Dataset entries:
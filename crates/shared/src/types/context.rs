//! Request-scoped identity and company context.
//!
//! Every core call receives an explicit `RequestContext` rather than reading
//! an ambient "current user/company" from process state. The auth middleware
//! builds one per request from the bearer API key.

use serde::{Deserialize, Serialize};

use super::id::{ApiKeyId, CompanyId};

/// The acting principal and company scope for one request.
#[derive(Debug, Clone, Copy, PartialEq, Eq, Serialize, Deserialize)]
pub struct RequestContext {
    /// The API key the request authenticated with.
    pub api_key_id: ApiKeyId,
    /// The company all lookups and mutations are scoped to.
    pub company_id: CompanyId,
}

impl RequestContext {
    /// Creates a new request context.
    #[must_use]
    pub const fn new(api_key_id: ApiKeyId, company_id: CompanyId) -> Self {
        Self {
            api_key_id,
            company_id,
        }
    }
}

Action item> Copy exactly the lines from the one containing "bearer API key." through the last line of the records, both included, and nothing else.

Solution for this problem>
//! builds one per request from the bearer API key.

use serde::{Deserialize, Serialize};

use super::id::{ApiKeyId, CompanyId};

/// The acting principal and company scope for one request.
#[derive(Debug, Clone, Copy, PartialEq, Eq, Serialize, Deserialize)]
pub struct RequestContext {
    /// The API key the request authenticated with.
    pub api_key_id: ApiKeyId,
    /// The company all lookups and mutations are scoped to.
    pub company_id: CompanyId,
}

impl RequestContext {
    /// Creates a new request context.
    #[must_use]
    pub const fn new(api_key_id: ApiKeyId, company_id: CompanyId) -> Self {
        Self {
            api_key_id,
            company_id,
        }
    }
}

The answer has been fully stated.